Exoesqueletos y emociones: Inteligencia artificial y robótica para potenciar al ser humano, no para reemplazarlo

En Emprendedor Summit 2026, Rodrigo Ruiz y David da Vinci plantearon una idea: IA y robótica no deben sustituir personas, sino ampliar sus capacidades.

No es futuro: IA, robótica y emprendimiento en acción
No es futuro: IA, robótica y emprendimiento en acción © Emprendedor.com

La inteligencia artificial, la robótica y el emprendimiento en México ya dejaron de ser una conversación sobre el futuro y comenzaron a plantear soluciones para problemas concretos.

Durante Emprendedor Summit 2026, Rodrigo Ruiz, fundador de Kotemah Robotics, y David da Vinci, fundador de Macayos, mostraron dos caminos distintos para utilizar la tecnología. Mientras el primero se enfoca en potenciar el cuerpo humano mediante la robótica, el pequeño genio mexicano de 11 años usa la IA para ayudar a otros niños a desarrollar habilidades emocionales.

La inteligencia artificial y la robótica ya está cambiando la forma de emprender

La conversación partió de una preocupación que se repite cada vez que aparecen nuevas tecnologías: que las máquinas terminen reemplazando a las personas. Para ambos emprendedores, el verdadero potencial está en otra dirección.

“La tecnología más importante del futuro no será la que sustituya al ser humano”, planteó da Vinci, sino aquella que ayude a desarrollar su potencial.

Desde la industria hasta la educación, ambos coincidieron en que el reto no consiste únicamente en adoptar tecnología, sino en aprender a utilizarla sin entregar a las máquinas capacidades que siguen dependiendo del criterio humano.

Robótica para hacer más fuerte al cuerpo, no para quitar empleos

Rodrigo Ruiz llevó la conversación al terreno de la industria, donde su trabajo con robótica busca atender uno de los problemas que enfrentan las personas que realizan actividades físicamente demandantes: el estrés corporal. Su planteamiento parte de una premisa clara: utilizar robots para complementar las capacidades humanas, no para desaparecerlas.

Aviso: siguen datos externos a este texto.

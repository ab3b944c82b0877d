//! Trailer and summary decoding
//!
//! The last [`TRAILER_LEN`] bytes of an image hold the big-endian length of
//! the summary block that sits immediately before them. The summary block is
//! a single framed `FileSummary` record listing every section of the image.

use byteorder::{BigEndian, ReadBytesExt};
use std::collections::HashMap;
use std::io::Cursor;

use super::framing::RecordReader;
use super::proto::{FileSummary, Section};
use crate::error::{ImageError, Result};

/// Size of the fixed trailer
pub const TRAILER_LEN: usize = 4;

/// Section holding the inode records
pub const INODE_SECTION: &str = "INODE";

/// Section holding the parent → children records
pub const INODE_DIR_SECTION: &str = "INODE_DIR";

/// Decoded summary: format versions and name → section lookup
#[derive(Debug, Clone)]
pub struct SectionTable {
    pub ondisk_version: u32,
    pub layout_version: u32,
    /// Sections in the order the summary lists them
    sections: Vec<Section>,
    by_name: HashMap<String, usize>,
}

impl SectionTable {
    pub fn from_summary(summary: FileSummary) -> Result<Self> {
        if let Some(codec) = summary.codec.filter(|c| !c.is_empty()) {
            return Err(ImageError::UnsupportedCodec(codec));
        }

        let mut by_name = HashMap::with_capacity(summary.sections.len());
        for (i, section) in summary.sections.iter().enumerate() {
            if by_name.insert(section.name.clone(), i).is_some() {
                tracing::warn!("Section '{}' listed more than once; using the last entry", section.name);
            }
        }

        Ok(SectionTable {
            ondisk_version: summary.ondisk_version,
            layout_version: summary.layout_version,
            sections: summary.sections,
            by_name,
        })
    }

    pub fn get(&self, name: &str) -> Option<&Section> {
        self.by_name.get(name).map(|&i| &self.sections[i])
    }

    /// Look up a section the caller cannot proceed without
    pub fn require(&self, name: &str) -> Result<&Section> {
        self.get(name)
            .ok_or_else(|| ImageError::MissingSection(name.to_string()))
    }

    pub fn iter(&self) -> impl Iterator<Item = &Section> {
        self.sections.iter()
    }

    pub fn len(&self) -> usize {
        self.sections.len()
    }

    pub fn is_empty(&self) -> bool {
        self.sections.is_empty()
    }
}

/// Read the summary length from the trailer
pub fn read_summary_length(image: &[u8]) -> Result<u64> {
    let image_len = image.len() as u64;
    if image.len() < TRAILER_LEN {
        return Err(ImageError::InvalidTrailer {
            summary_len: 0,
            image_len,
        });
    }

    let mut cursor = Cursor::new(&image[image.len() - TRAILER_LEN..]);
    let summary_len = cursor.read_i32::<BigEndian>()? as i64;

    if summary_len < 0 || summary_len as u64 > image_len - TRAILER_LEN as u64 {
        return Err(ImageError::InvalidTrailer {
            summary_len,
            image_len,
        });
    }
    Ok(summary_len as u64)
}

/// Decode the trailer and summary of an image into its section table
pub fn locate_sections(image: &[u8]) -> Result<SectionTable> {
    let summary_len = read_summary_length(image)? as usize;
    let end = image.len() - TRAILER_LEN;
    let block = &image[end - summary_len..end];

    // The block is one framed record; anything after it is padding
    let mut reader = RecordReader::new(block);
    let summary: FileSummary = reader
        .next_message()?
        .ok_or_else(|| ImageError::decode("FileSummary", "summary block is empty"))?;

    if !reader.is_exhausted() {
        tracing::debug!("{} bytes follow the summary record", reader.remaining());
    }

    tracing::debug!(
        "Image summary: ondisk v{}, layout v{}, {} sections",
        summary.ondisk_version,
        summary.layout_version,
        summary.sections.len()
    );

    let table = SectionTable::from_summary(summary)?;

    // Every section must lie inside the region before the summary
    let data_end = (end - summary_len) as u64;
    for section in table.iter() {
        match section.offset.checked_add(section.length) {
            Some(section_end) if section_end <= data_end => {}
            _ => {
                return Err(ImageError::OutOfBounds {
                    offset: section.offset,
                    length: section.length,
                    image_len: image.len() as u64,
                })
            }
        }
    }

    Ok(table)
}
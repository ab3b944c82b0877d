//! LEB128 unsigned variable-length integers used for record framing.

use crate::error::VarintError;

/// Longest encoding of a 64-bit value
pub const MAX_VARINT_LEN: usize = 10;

/// Encode an unsigned 64-bit integer as LEB128 into `buf`.
pub fn encode_varint(mut value: u64, buf: &mut Vec<u8>) {
    loop {
        let mut byte = (value & 0x7F) as u8;
        value >>= 7;
        if value != 0 {
            byte |= 0x80;
        }
        buf.push(byte);
        if value == 0 {
            break;
        }
    }
}

/// Decode a LEB128 unsigned integer from the start of `buf`.
///
/// Returns the value and the number of bytes consumed.
pub fn decode_varint(buf: &[u8]) -> Result<(u64, usize), VarintError> {
    let mut result: u64 = 0;
    let mut shift: u32 = 0;
    for (i, &byte) in buf.iter().enumerate() {
        if i == MAX_VARINT_LEN {
            return Err(VarintError::Overflow);
        }
        if byte & 0x80 == 0 {
            // Tenth byte may only carry the top bit of the value
            if i == MAX_VARINT_LEN - 1 && byte > 1 {
                return Err(VarintError::Overflow);
            }
            return Ok((result | (byte as u64) << shift, i + 1));
        }
        result |= ((byte & 0x7F) as u64) << shift;
        shift += 7;
    }
    Err(VarintError::Truncated)
}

“Básicamente es: ¿Como puedo yo aumentar el potencial humano? Es uno de mis propósitos. El objetivo es utilizar estas tecnologías para mitigar riesgos físicos y económicos dentro de las operaciones industriales”, explicó Ruiz al hablar de su trabajo con robótica aplicada al cuerpo humano.

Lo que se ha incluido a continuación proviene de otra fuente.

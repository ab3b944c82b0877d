//! Error types for image decoding and namespace walking
//!
//! Decoding errors are structural: any of them means the image is corrupt or
//! was written in a format this crate does not understand, and the caller is
//! expected to abort. Walk errors cover the consumer side of the path channel.

use thiserror::Error;

/// Failure to decode a single variable-length integer
#[derive(Error, Debug, Clone, Copy, PartialEq, Eq)]
pub enum VarintError {
    /// Buffer ended before a terminating byte
    #[error("buffer too small for a complete varint")]
    Truncated,

    /// More than 64 bits of payload
    #[error("varint overflows 64 bits")]
    Overflow,
}

/// Errors raised while locating sections and building the indices
#[derive(Error, Debug)]
pub enum ImageError {
    /// I/O errors opening or mapping the image
    #[error("I/O error: {0}")]
    Io(#[from] std::io::Error),

    /// A byte range falls outside the image
    #[error("read of {length} bytes at offset {offset} extends past end of image ({image_len} bytes)")]
    OutOfBounds {
        offset: u64,
        length: u64,
        image_len: u64,
    },

    /// The trailer does not describe a usable summary block
    #[error("invalid trailer: summary length {summary_len} does not fit in an image of {image_len} bytes")]
    InvalidTrailer { summary_len: i64, image_len: u64 },

    /// A varint failed to decode inside a framed stream
    #[error("bad varint at offset {offset}: {source}")]
    Varint {
        offset: usize,
        #[source]
        source: VarintError,
    },

    /// A record claims more bytes than remain in its region
    #[error("record at offset {offset} declares {declared} bytes but only {available} remain")]
    RecordOverrun {
        offset: usize,
        declared: u64,
        available: usize,
    },

    /// A record payload could not be decoded as the expected message
    #[error("malformed {message} record: {reason}")]
    Decode {
        message: &'static str,
        reason: String,
    },

    /// A section required by the index builders is absent from the summary
    #[error("required section '{0}' missing from image summary")]
    MissingSection(String),

    /// Section bytes are compressed
    #[error("image sections are compressed with codec '{0}', which is not supported")]
    UnsupportedCodec(String),

    /// The inode stream ended before the header-declared count
    #[error("INODE section declares {declared} inodes but only {found} records are present")]
    InodeCountMismatch { declared: u64, found: u64 },

    /// The same inode id appears twice in the inode stream
    #[error("inode {0} appears more than once in the INODE section")]
    DuplicateInode(u64),

    /// The same parent id appears twice in the directory stream
    #[error("directory entry for parent {0} appears more than once in the INODE_DIR section")]
    DuplicateParent(u64),
}

impl ImageError {
    pub(crate) fn decode(message: &'static str, reason: impl Into<String>) -> Self {
        ImageError::Decode {
            message,
            reason: reason.into(),
        }
    }
}

/// Errors raised by the tree walker
#[derive(Error, Debug)]
pub enum WalkError {
    /// The path sink rejected a path; the walk was cancelled
    #[error("failed to write path: {0}")]
    Sink(#[source] std::io::Error),

    /// A worker thread panicked
    #[error("walk worker {0} panicked")]
    WorkerPanicked(usize),
}

/// Result type for image decoding
pub type Result<T> = std::result::Result<T, ImageError>;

Esa visión también está detrás del desarrollo de un exoesqueleto capaz de asistir físicamente a una persona. Ruiz explicó que construir este tipo de tecnología implica resolver retos relacionados con la biomecánica, el peso del equipo y la potencia necesaria para que pueda acompañar el esfuerzo humano sin convertirse en una carga adicional.

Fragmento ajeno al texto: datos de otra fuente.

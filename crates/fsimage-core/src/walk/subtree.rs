//! Depth-first enumeration of one subtree with an explicit stack

use crossbeam_channel::Sender;
use std::collections::HashSet;
use std::time::Instant;

use super::{CancelFlag, WalkStats};
use crate::namespace::{DirectoryIndex, InodeIndex};

/// Steps between cancellation/deadline checks
const CHECK_INTERVAL: u64 = 256;

enum Step {
    /// Append the node's name and either emit it or descend
    Enter(u64),
    /// Pop the directory entered last
    Leave,
}

/// Result of walking one top-level subtree
#[derive(Debug, Default)]
pub(crate) struct TaskOutcome {
    pub stats: WalkStats,
    /// The walk stopped early (cancelled, timed out, or consumer gone)
    pub stopped: bool,
}

/// Read-only context shared by every task of a walk
pub(crate) struct SubtreeWalk<'a> {
    /// Root of the whole walk; a link back to it is a cycle
    pub root_id: u64,
    pub inodes: &'a InodeIndex,
    pub directories: &'a DirectoryIndex,
    pub cancel: &'a CancelFlag,
    pub deadline: Option<Instant>,
}

impl SubtreeWalk<'_> {
    /// Whether the walk should stop; trips the cancel flag on timeout
    pub fn should_stop(&self) -> bool {
        if self.cancel.is_cancelled() {
            return true;
        }
        match self.deadline {
            Some(deadline) if Instant::now() >= deadline => {
                tracing::warn!("Walk deadline reached, cancelling");
                self.cancel.cancel();
                true
            }
            _ => false,
        }
    }

    /// Emit every leaf path below `top` (a child of the root), pre-order,
    /// siblings in recorded order
    pub fn run(&self, top: u64, paths: &Sender<Vec<u8>>) -> TaskOutcome {
        let mut outcome = TaskOutcome::default();
        outcome.stats.subtrees = 1;

        let mut stack = vec![Step::Enter(top)];
        let mut path: Vec<u8> = Vec::new();
        // path length before each entered directory's segment
        let mut marks: Vec<usize> = Vec::new();
        // entered directories, innermost last
        let mut chain: Vec<u64> = Vec::new();
        let mut ancestors: HashSet<u64> = HashSet::from([self.root_id]);
        let mut steps: u64 = 0;

        while let Some(step) = stack.pop() {
            steps += 1;
            if steps % CHECK_INTERVAL == 0 && self.should_stop() {
                outcome.stopped = true;
                return outcome;
            }

            let id = match step {
                Step::Leave => {
                    if let Some(dir) = chain.pop() {
                        ancestors.remove(&dir);
                    }
                    if let Some(mark) = marks.pop() {
                        path.truncate(mark);
                    }
                    continue;
                }
                Step::Enter(id) => id,
            };

            if ancestors.contains(&id) {
                outcome.stats.cycles_skipped += 1;
                tracing::warn!(
                    "Inode {} is its own ancestor below {}; not descending",
                    id,
                    String::from_utf8_lossy(&path)
                );
                continue;
            }

            let mark = path.len();
            path.push(b'/');
            match self.inodes.name(id) {
                Some(name) => path.extend_from_slice(name),
                None => {
                    outcome.stats.unresolved_ids += 1;
                    tracing::warn!("Inode {} has no INODE record; using an empty name", id);
                }
            }

            match self.directories.children(id) {
                Some(children) if !children.is_empty() => {
                    marks.push(mark);
                    chain.push(id);
                    ancestors.insert(id);
                    stack.push(Step::Leave);
                    stack.extend(children.iter().rev().map(|&child| Step::Enter(child)));
                }
                _ => {
                    // Blocks while the channel is full
                    if paths.send(path.clone()).is_err() {
                        outcome.stopped = true;
                        return outcome;
                    }
                    outcome.stats.paths += 1;
                    path.truncate(mark);
                }
            }
        }

        outcome
    }
}

#[cfg(test)]
mod tests {
    use super::*;
    use crate::{Inode, InodeKind, ROOT_INODE_ID};
    use crossbeam_channel::unbounded;

    fn inode(id: u64, name: &str, kind: InodeKind) -> Inode {
        Inode {
            id,
            name: name.as_bytes().to_vec(),
            kind,
        }
    }

    fn collect(walk: &SubtreeWalk<'_>, top: u64) -> (Vec<String>, TaskOutcome) {
        let (tx, rx) = unbounded();
        let outcome = walk.run(top, &tx);
        drop(tx);
        let paths = rx
            .iter()
            .map(|p| String::from_utf8(p).unwrap())
            .collect();
        (paths, outcome)
    }

    #[test]
    fn test_preorder_sibling_order() {
        let inodes = InodeIndex::from_inodes(vec![
            inode(2, "a", InodeKind::Directory),
            inode(3, "z.txt", InodeKind::File),
            inode(4, "sub", InodeKind::Directory),
            inode(5, "b.txt", InodeKind::File),
            inode(6, "m.txt", InodeKind::File),
        ])
        .unwrap();
        let dirs = DirectoryIndex::from_entries(vec![(2, vec![3, 4, 6]), (4, vec![5])]);
        let cancel = CancelFlag::new();
        let walk = SubtreeWalk {
            root_id: ROOT_INODE_ID,
            inodes: &inodes,
            directories: &dirs,
            cancel: &cancel,
            deadline: None,
        };

        let (paths, outcome) = collect(&walk, 2);
        assert_eq!(paths, vec!["/a/z.txt", "/a/sub/b.txt", "/a/m.txt"]);
        assert_eq!(outcome.stats.paths, 3);
        assert!(!outcome.stopped);
    }

    #[test]
    fn test_empty_directory_is_leaf() {
        let inodes = InodeIndex::from_inodes(vec![inode(2, "empty", InodeKind::Directory)]).unwrap();
        let dirs = DirectoryIndex::from_entries(vec![(2, vec![])]);
        let cancel = CancelFlag::new();
        let walk = SubtreeWalk {
            root_id: ROOT_INODE_ID,
            inodes: &inodes,
            directories: &dirs,
            cancel: &cancel,
            deadline: None,
        };

        let (paths, _) = collect(&walk, 2);
        assert_eq!(paths, vec!["/empty"]);
    }

    #[test]
    fn test_unresolved_child_gets_empty_segment() {
        let inodes = InodeIndex::from_inodes(vec![inode(2, "a", InodeKind::Directory)]).unwrap();
        let dirs = DirectoryIndex::from_entries(vec![(2, vec![99])]);
        let cancel = CancelFlag::new();
        let walk = SubtreeWalk {
            root_id: ROOT_INODE_ID,
            inodes: &inodes,
            directories: &dirs,
            cancel: &cancel,
            deadline: None,
        };

        let (paths, outcome) = collect(&walk, 2);
        assert_eq!(paths, vec!["/a/"]);
        assert_eq!(outcome.stats.unresolved_ids, 1);
    }

    #[test]
    fn test_cycle_is_skipped() {
        let inodes = InodeIndex::from_inodes(vec![
            inode(2, "a", InodeKind::Directory),
            inode(3, "b", InodeKind::Directory),
            inode(4, "f", InodeKind::File),
        ])
        .unwrap();
        let dirs = DirectoryIndex::from_entries(vec![(2, vec![3]), (3, vec![2, 4])]);
        let cancel = CancelFlag::new();
        let walk = SubtreeWalk {
            root_id: ROOT_INODE_ID,
            inodes: &inodes,
            directories: &dirs,
            cancel: &cancel,
            deadline: None,
        };

        let (paths, outcome) = collect(&walk, 2);
        assert_eq!(paths, vec!["/a/b/f"]);
        assert_eq!(outcome.stats.cycles_skipped, 1);
    }

    #[test]
    fn test_disconnected_consumer_stops_task() {
        let inodes = InodeIndex::from_inodes(vec![inode(2, "f", InodeKind::File)]).unwrap();
        let dirs = DirectoryIndex::default();
        let cancel = CancelFlag::new();
        let walk = SubtreeWalk {
            root_id: ROOT_INODE_ID,
            inodes: &inodes,
            directories: &dirs,
            cancel: &cancel,
            deadline: None,
        };

        let (tx, rx) = unbounded();
        drop(rx);
        let outcome = walk.run(2, &tx);
        assert!(outcome.stopped);
        assert_eq!(outcome.stats.paths, 0);
    }

    #[test]
    fn test_link_back_to_root_is_a_cycle() {
        // / ── a/ ── (root again)
        let inodes = InodeIndex::from_inodes(vec![
            inode(ROOT_INODE_ID, "", InodeKind::Directory),
            inode(2, "a", InodeKind::Directory),
            inode(3, "b", InodeKind::File),
        ])
        .unwrap();
        let dirs = DirectoryIndex::from_entries(vec![(ROOT_INODE_ID, vec![2, 3]), (2, vec![ROOT_INODE_ID])]);
        let cancel = CancelFlag::new();
        let walk = SubtreeWalk {
            root_id: ROOT_INODE_ID,
            inodes: &inodes,
            directories: &dirs,
            cancel: &cancel,
            deadline: None,
        };

        let (paths, outcome) = collect(&walk, 2);
        assert!(paths.is_empty());
        assert_eq!(outcome.stats.cycles_skipped, 1);
    }
}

El proyecto, de acuerdo con lo explicado durante el panel, se encuentra en una frontera tecnológica todavía reducida a pocas compañías en el mundo. Para Ruiz, el reto aumenta en Latinoamérica por las condiciones de trabajo que todavía implican cargas físicas importantes.

La idea que atraviesa su propuesta es sencilla: el robot puede aportar fuerza, pero la persona sigue siendo quien realiza el trabajo y toma las decisiones.

De la fuerza física a la inteligencia emocional

Mientras Ruiz trabaja en aumentar las capacidades físicas, David da Vinci presentó una aplicación distinta de la tecnología: utilizar inteligencia artificial para ayudar a desarrollar habilidades emocionales desde la infancia.

Macayos, explicó, es una plataforma digital creada con inteligencia artificial que busca ayudar a los niños a gestionar sus emociones y desarrollar habilidades que considera necesarias para las nuevas generaciones.

La propuesta parte de una pregunta que se convirtió en uno de los momentos centrales de la conversación: “Si la inteligencia artificial ya está transformando el mundo, ¿por qué seguimos preparando a millones de niños para un mundo que ya no existe?”

Para da Vinci, el avance tecnológico está ocurriendo a una velocidad mayor que la transformación educativa. Por eso, considera necesario incorporar el desarrollo emocional como parte de la formación de las nuevas generaciones y no limitar la educación tecnológica al aprendizaje de herramientas.

“En un futuro todos vamos a saber utilizar la inteligencia artificial, pero para eso necesitamos saber también manejar nuestras emociones”, afirmó con elocuencia el pequeño.

La conversación también llevó el tema hacia los adultos. Rodrigo Ruiz explicó que muchas personas de su generación crecieron sin herramientas para comprender y manejar sus emociones, algo que posteriormente puede influir en la manera en que toman decisiones y se relacionan con otras personas.

“Cuando no sabes manejar tus emociones, no sabes manejar tus decisiones”, resumió durante el encuentro.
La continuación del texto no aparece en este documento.